WORK INSTRUCTION: Lines that include "recovered" make up the answer; copy all of them from the data below.

ENTRIES PROVIDED section start

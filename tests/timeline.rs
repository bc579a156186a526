//! Timestamp planner and frame-rate resolver tests.

use framesheet::{DEFAULT_FRAME_RATE, format_timecode, parse_frame_rate, sample_timestamps};

#[test]
fn timestamps_confined_to_interior_ninety_percent() {
    for &(duration, count) in &[(10.0, 8), (100.0, 10), (3600.0, 20), (1.5, 1)] {
        let timestamps = sample_timestamps(duration, count).expect("valid inputs");
        assert_eq!(timestamps.len(), count);

        for &instant in &timestamps {
            assert!(
                instant >= duration * 0.05 && instant < duration * 0.95,
                "timestamp {instant} out of [{}, {}) for duration {duration}",
                duration * 0.05,
                duration * 0.95,
            );
        }
    }
}

#[test]
fn timestamps_strictly_increasing_with_uniform_spacing() {
    let duration = 100.0;
    let count = 10;
    let timestamps = sample_timestamps(duration, count).expect("valid inputs");

    let expected_interval = duration * 0.9 / count as f64;
    for pair in timestamps.windows(2) {
        let spacing = pair[1] - pair[0];
        assert!(pair[1] > pair[0], "timestamps must strictly increase");
        assert!(
            (spacing - expected_interval).abs() < 1e-9,
            "spacing {spacing} differs from expected {expected_interval}"
        );
    }

    assert!((timestamps[0] - 5.0).abs() < 1e-9);
}

#[test]
fn non_positive_duration_rejected() {
    assert!(sample_timestamps(0.0, 8).is_err());
    assert!(sample_timestamps(-3.0, 8).is_err());
}

#[test]
fn zero_frames_rejected() {
    assert!(sample_timestamps(10.0, 0).is_err());
}

#[test]
fn frame_rate_ntsc_rational() {
    let fps = parse_frame_rate("30000/1001");
    assert!((fps - 29.97).abs() < 0.01, "got {fps}");
}

#[test]
fn frame_rate_fallbacks() {
    assert_eq!(parse_frame_rate(""), DEFAULT_FRAME_RATE);
    assert_eq!(parse_frame_rate("30/0"), DEFAULT_FRAME_RATE);
    assert_eq!(parse_frame_rate("notanumber/2"), DEFAULT_FRAME_RATE);
    assert_eq!(parse_frame_rate("25"), DEFAULT_FRAME_RATE);
    assert_eq!(parse_frame_rate("1/2/3"), DEFAULT_FRAME_RATE);
}

#[test]
fn frame_rate_plain_rational() {
    assert_eq!(parse_frame_rate("24/1"), 24.0);
    assert_eq!(parse_frame_rate("50/2"), 25.0);
}

#[test]
fn timecode_formatting() {
    assert_eq!(format_timecode(0.0), "00:00:00");
    assert_eq!(format_timecode(59.6), "00:01:00");
    assert_eq!(format_timecode(75.0), "00:01:15");
    assert_eq!(format_timecode(3661.4), "01:01:01");
    assert_eq!(format_timecode(-5.0), "00:00:00");
}
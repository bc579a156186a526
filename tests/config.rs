//! Options builder and output-target tests.

use std::path::Path;

use framesheet::{OutputTarget, SheetOptions, default_output_path};

#[test]
fn defaults_match_documented_values() {
    let options = SheetOptions::new("clip.mp4");

    assert_eq!(options.columns, 4);
    assert_eq!(options.rows, 5);
    assert_eq!(options.frame_count(), 20);
    assert_eq!(options.thumb_width, 640);
    assert_eq!(options.thumb_height, None);
    assert_eq!(options.padding, 5);
    assert_eq!(options.margin, 20);
    assert_eq!(options.header_height, 150);
    assert_eq!(options.font_file, None);
    assert_eq!(options.font_color, "white");
    assert_eq!(options.shadow_color, "black");
    assert_eq!(options.background_color, "#222222");
    assert_eq!(options.border_color, "#111111");
    assert_eq!(options.border_thickness, 1);
    assert_eq!(options.jpeg_quality, 2);
    assert_eq!(options.ffmpeg_path, Path::new("ffmpeg"));
    assert_eq!(options.ffprobe_path, Path::new("ffprobe"));
}

#[test]
fn default_output_lands_next_to_input() {
    assert_eq!(
        default_output_path(Path::new("/videos/movie.mp4")),
        Path::new("/videos/movie_sheet.jpg")
    );
    assert_eq!(
        default_output_path(Path::new("clip.mkv")),
        Path::new("clip_sheet.jpg")
    );
}

#[test]
fn builder_methods_compose() {
    let options = SheetOptions::new("clip.mp4")
        .with_grid(3, 3)
        .with_thumb_width(320)
        .with_thumb_height(240)
        .with_spacing(2, 8)
        .with_header_height(100)
        .with_font_file("font.ttf")
        .with_colors("yellow", "navy", "#000000")
        .with_border(0, "red")
        .with_jpeg_quality(5)
        .with_tool_paths("/opt/ffmpeg", "/opt/ffprobe")
        .with_output(OutputTarget::Stdout);

    assert_eq!(options.frame_count(), 9);
    assert_eq!(options.thumb_height, Some(240));
    assert_eq!(options.padding, 2);
    assert_eq!(options.margin, 8);
    assert_eq!(options.header_height, 100);
    assert_eq!(options.font_file.as_deref(), Some(Path::new("font.ttf")));
    assert_eq!(options.font_color, "yellow");
    assert_eq!(options.border_thickness, 0);
    assert_eq!(options.jpeg_quality, 5);
    assert_eq!(options.ffmpeg_path, Path::new("/opt/ffmpeg"));
    assert_eq!(options.output, OutputTarget::Stdout);
}
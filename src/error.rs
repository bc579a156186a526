//! Error types for the `framesheet` crate.
//!
//! This module defines [`FramesheetError`], the unified error type returned by
//! all fallible operations in the crate. Errors carry rich context to aid
//! debugging, including file paths, frame indices, and the captured stderr of
//! external tool invocations.

use std::{io::Error as IoError, path::PathBuf};

use image::ImageError;
use thiserror::Error;

/// The unified error type for all `framesheet` operations.
///
/// Every public method that can fail returns `Result<T, FramesheetError>`.
/// Variants carry enough context to diagnose the problem without needing
/// additional logging at the call site. There is no retry logic anywhere in
/// the pipeline: the first error a stage produces is propagated upward and
/// the whole operation fails.
#[derive(Debug, Error)]
#[non_exhaustive]
pub enum FramesheetError {
    /// The media file could not be probed for metadata.
    #[error("Failed to probe media file at {path}: {reason}")]
    Probe {
        /// Path that was passed to [`crate::VideoProbe::probe`].
        path: PathBuf,
        /// Underlying reason the probe failed (spawn error, non-zero exit,
        /// unparsable JSON, or missing video stream).
        reason: String,
    },

    /// An external tool (`ffmpeg` or `ffprobe`) could not be run, or exited
    /// with a non-zero status.
    #[error("Failed to run {tool}: {reason}")]
    ToolInvocation {
        /// Name or path of the tool that failed.
        tool: String,
        /// Spawn error or the tool's captured stderr.
        reason: String,
    },

    /// An input parameter was out of its valid domain (non-positive duration,
    /// zero frame count, zero video height preventing auto thumbnail height).
    #[error("Invalid input: {0}")]
    InvalidInput(String),

    /// A color token was neither a known name nor a 6-digit hex string.
    #[error("Invalid color: {0}")]
    InvalidColor(String),

    /// The captured frame stream contained fewer complete images than were
    /// requested from the decoder process.
    #[error(
        "Frame stream ended early: recovered {found} of {expected} frames; ffmpeg reported:\n{stderr}"
    )]
    IncompleteStream {
        /// Number of complete images recovered from the stream.
        found: usize,
        /// Number of images that were requested.
        expected: usize,
        /// Diagnostic output captured from the producing process.
        stderr: String,
    },

    /// A specific demuxed slice failed to decode as a JPEG image.
    #[error("Failed to decode frame {index}: {reason}")]
    DecodeFailure {
        /// Index of the frame slice that failed, in stream order.
        index: usize,
        /// Decoder error message.
        reason: String,
    },

    /// A font file could not be loaded or parsed.
    #[error("Failed to load font at {path}: {reason}")]
    FontLoad {
        /// Path to the font file.
        path: PathBuf,
        /// Parser error message.
        reason: String,
    },

    /// The final sheet raster could not be serialized or written.
    #[error("Failed to encode output image: {0}")]
    Encode(String),

    /// An I/O error occurred while reading or writing files.
    #[error("I/O error: {0}")]
    Io(#[from] IoError),

    /// An error from the `image` crate during decode or compositing.
    #[error("Image processing error: {0}")]
    Image(#[from] ImageError),
}
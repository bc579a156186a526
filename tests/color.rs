//! Color resolver tests.

use framesheet::{FramesheetError, parse_color};
use image::Rgba;

#[test]
fn named_colors_resolve() {
    assert_eq!(parse_color("white").unwrap(), Rgba([255, 255, 255, 255]));
    assert_eq!(parse_color("black").unwrap(), Rgba([0, 0, 0, 255]));
    assert_eq!(parse_color("red").unwrap(), Rgba([255, 0, 0, 255]));
    assert_eq!(parse_color("navy").unwrap(), Rgba([0, 0, 128, 255]));
    assert_eq!(parse_color("darkgray").unwrap(), Rgba([169, 169, 169, 255]));
}

#[test]
fn named_colors_case_insensitive() {
    assert_eq!(parse_color("WHITE").unwrap(), Rgba([255, 255, 255, 255]));
    assert_eq!(parse_color("LightGrey").unwrap(), Rgba([211, 211, 211, 255]));
}

#[test]
fn grey_spelling_aliases() {
    assert_eq!(parse_color("gray").unwrap(), parse_color("grey").unwrap());
    assert_eq!(
        parse_color("lightgray").unwrap(),
        parse_color("lightgrey").unwrap()
    );
}

#[test]
fn hex_with_and_without_prefix() {
    assert_eq!(parse_color("#111111").unwrap(), Rgba([17, 17, 17, 255]));
    assert_eq!(parse_color("111111").unwrap(), Rgba([17, 17, 17, 255]));
    assert_eq!(parse_color("#A0B0C0").unwrap(), Rgba([160, 176, 192, 255]));
}

#[test]
fn alpha_always_opaque() {
    assert_eq!(parse_color("#000000").unwrap().0[3], 255);
    assert_eq!(parse_color("teal").unwrap().0[3], 255);
}

#[test]
fn invalid_tokens_rejected() {
    for token in ["zzzzzz", "#zzzzzz", "", "#fff", "fff", "#1111111", "not a color"] {
        match parse_color(token) {
            Err(FramesheetError::InvalidColor(reported)) => assert_eq!(reported, token),
            other => panic!("expected InvalidColor for {token:?}, got {other:?}"),
        }
    }
}
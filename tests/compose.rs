//! Layout geometry and compositor tests.

use framesheet::{
    OutputTarget, SheetLayout, SheetOptions, VideoMetadata, compose_sheet, encode_jpeg,
    jpeg_output_quality, metadata_lines, write_output,
};
use image::{Rgb, RgbImage};

fn test_metadata() -> VideoMetadata {
    VideoMetadata {
        path: "/videos/test_movie.mp4".into(),
        duration: 10.0,
        width: 1920,
        height: 1080,
        file_size: 4 * 1024 * 1024,
        video_codec: "h264".to_string(),
        audio_codec: Some("aac".to_string()),
        bit_rate: "2500000".to_string(),
        avg_frame_rate: "30000/1001".to_string(),
    }
}

fn test_options() -> SheetOptions {
    SheetOptions::new("/videos/test_movie.mp4")
        .with_grid(4, 2)
        .with_thumb_width(640)
}

#[test]
fn canvas_dimensions_match_grid_formula() {
    let options = test_options();
    let layout = SheetLayout::new(&options, 640, 360);

    // 4 columns of 640 with 3 gaps of 5, plus 20 margin on each side.
    assert_eq!(layout.total_width(), 4 * 640 + 3 * 5 + 2 * 20);
    // 2 rows of 360 with 1 gap of 5, margins, and the 150 header.
    assert_eq!(layout.total_height(), 2 * 360 + 5 + 2 * 20 + 150);
}

#[test]
fn cells_placed_row_major() {
    let options = test_options();
    let layout = SheetLayout::new(&options, 640, 360);

    assert_eq!(layout.cell_origin(0), (20, 170));
    assert_eq!(layout.cell_origin(1), (20 + 645, 170));
    assert_eq!(layout.cell_origin(3), (20 + 3 * 645, 170));
    // Second row starts after thumb height + padding.
    assert_eq!(layout.cell_origin(4), (20, 170 + 365));
    assert_eq!(layout.cell_origin(7), (20 + 3 * 645, 170 + 365));
}

#[test]
fn single_cell_layout_has_no_padding() {
    let options = SheetOptions::new("in.mp4").with_grid(1, 1);
    let layout = SheetLayout::new(&options, 640, 360);
    assert_eq!(layout.grid_width(), 640);
    assert_eq!(layout.grid_height(), 360);
}

#[test]
fn quality_scale_conversion() {
    assert_eq!(jpeg_output_quality(1), 100);
    assert_eq!(jpeg_output_quality(2), 97);
    assert_eq!(jpeg_output_quality(31), 1);
    // Mid-scale sanity.
    assert_eq!(jpeg_output_quality(11), 70);
}

#[test]
fn sheet_contains_frames_in_row_major_order() {
    let colors: [[u8; 3]; 8] = [
        [255, 0, 0],
        [0, 255, 0],
        [0, 0, 255],
        [255, 255, 0],
        [0, 255, 255],
        [255, 0, 255],
        [200, 100, 50],
        [50, 100, 200],
    ];
    let frames: Vec<RgbImage> = colors
        .iter()
        .map(|&color| RgbImage::from_pixel(640, 360, Rgb(color)))
        .collect();
    let timestamps: Vec<f64> = (0..8).map(|index| index as f64).collect();

    let options = test_options();
    let layout = SheetLayout::new(&options, 640, 360);
    let sheet = compose_sheet(&frames, &timestamps, &test_metadata(), &options, &layout)
        .expect("compose without font");

    assert_eq!(sheet.width(), layout.total_width());
    assert_eq!(sheet.height(), layout.total_height());

    // Every frame's center pixel must land at its row-major cell.
    for (index, &color) in colors.iter().enumerate() {
        let (x, y) = layout.cell_origin(index);
        assert_eq!(
            sheet.get_pixel(x + 320, y + 180),
            &Rgb(color),
            "frame {index} misplaced"
        );
    }

    // Margin area keeps the default #222222 background.
    assert_eq!(sheet.get_pixel(0, 0), &Rgb([0x22, 0x22, 0x22]));

    // One-pixel border ring in #111111 hugs each thumbnail.
    let (x0, y0) = layout.cell_origin(0);
    assert_eq!(sheet.get_pixel(x0 - 1, y0), &Rgb([0x11, 0x11, 0x11]));
    assert_eq!(sheet.get_pixel(x0, y0 - 1), &Rgb([0x11, 0x11, 0x11]));
}

#[test]
fn overlay_anchor_survives_tiny_thumbnails() {
    let options = SheetOptions::new("in.mp4")
        .with_grid(2, 1)
        .with_spacing(0, 0)
        .with_header_height(0);
    let layout = SheetLayout::new(&options, 20, 10);

    // 10 px thumbs with no header or margin: the 15 px bottom inset lands
    // above the cell. The anchor must go negative, not wrap around.
    assert_eq!(layout.overlay_origin(0), (10.0, -5.0));
    assert_eq!(layout.overlay_origin(1), (30.0, -5.0));

    let frames = vec![RgbImage::new(20, 10); 2];
    let timestamps = vec![1.0, 2.0];
    compose_sheet(&frames, &timestamps, &test_metadata(), &options, &layout)
        .expect("tiny layout composes");
}

#[test]
fn compose_rejects_bad_background_color() {
    let options = test_options().with_colors("white", "black", "nonsense");
    let layout = SheetLayout::new(&options, 64, 36);
    let frames = vec![RgbImage::new(64, 36); 8];
    let timestamps = vec![0.0; 8];

    assert!(compose_sheet(&frames, &timestamps, &test_metadata(), &options, &layout).is_err());
}

#[test]
fn missing_font_means_no_text_not_an_error() {
    let options = test_options();
    assert!(options.font_file.is_none());

    let layout = SheetLayout::new(&options, 64, 36);
    let frames = vec![RgbImage::from_pixel(64, 36, Rgb([9, 9, 9])); 8];
    let timestamps = vec![1.0; 8];

    compose_sheet(&frames, &timestamps, &test_metadata(), &options, &layout)
        .expect("fontless compose must succeed");
}

#[test]
fn metadata_lines_format() {
    let (line1, line2) = metadata_lines(&test_metadata());
    assert_eq!(line1, "1920x1080 | 29.97 FPS | 2.50 Mbps");
    assert_eq!(line2, "00:00:10 | 4.00 MB | H264 / AAC");
}

#[test]
fn metadata_lines_degrade_to_not_available() {
    let mut metadata = test_metadata();
    metadata.bit_rate = "garbage".to_string();
    metadata.avg_frame_rate = String::new();
    metadata.audio_codec = None;

    let (line1, line2) = metadata_lines(&metadata);
    assert_eq!(line1, "1920x1080 | N/A FPS | N/A Mbps");
    assert!(line2.ends_with("| H264"));
}

#[test]
fn encoded_sheet_round_trips_through_image_crate() {
    let options = test_options();
    let layout = SheetLayout::new(&options, 64, 36);
    let frames = vec![RgbImage::from_pixel(64, 36, Rgb([120, 130, 140])); 8];
    let timestamps = vec![0.0; 8];

    let sheet = compose_sheet(&frames, &timestamps, &test_metadata(), &options, &layout)
        .expect("compose");
    let bytes = encode_jpeg(&sheet, 2).expect("encode");

    let decoded = image::load_from_memory(&bytes).expect("valid JPEG output");
    assert_eq!(decoded.width(), layout.total_width());
    assert_eq!(decoded.height(), layout.total_height());
}

#[test]
fn write_output_to_file() {
    let directory = tempfile::tempdir().expect("temp dir");
    let path = directory.path().join("sheet.jpg");

    let canvas = RgbImage::from_pixel(32, 32, Rgb([1, 2, 3]));
    let bytes = encode_jpeg(&canvas, 2).expect("encode");
    write_output(&bytes, &OutputTarget::File(path.clone())).expect("write");

    let written = std::fs::read(&path).expect("read back");
    assert_eq!(written, bytes);
}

ENTRIES PROVIDED section end

REPLY:
        "Frame stream ended early: recovered {found} of {expected} frames; ffmpeg reported:\n{stderr}"
        /// Number of complete images recovered from the stream.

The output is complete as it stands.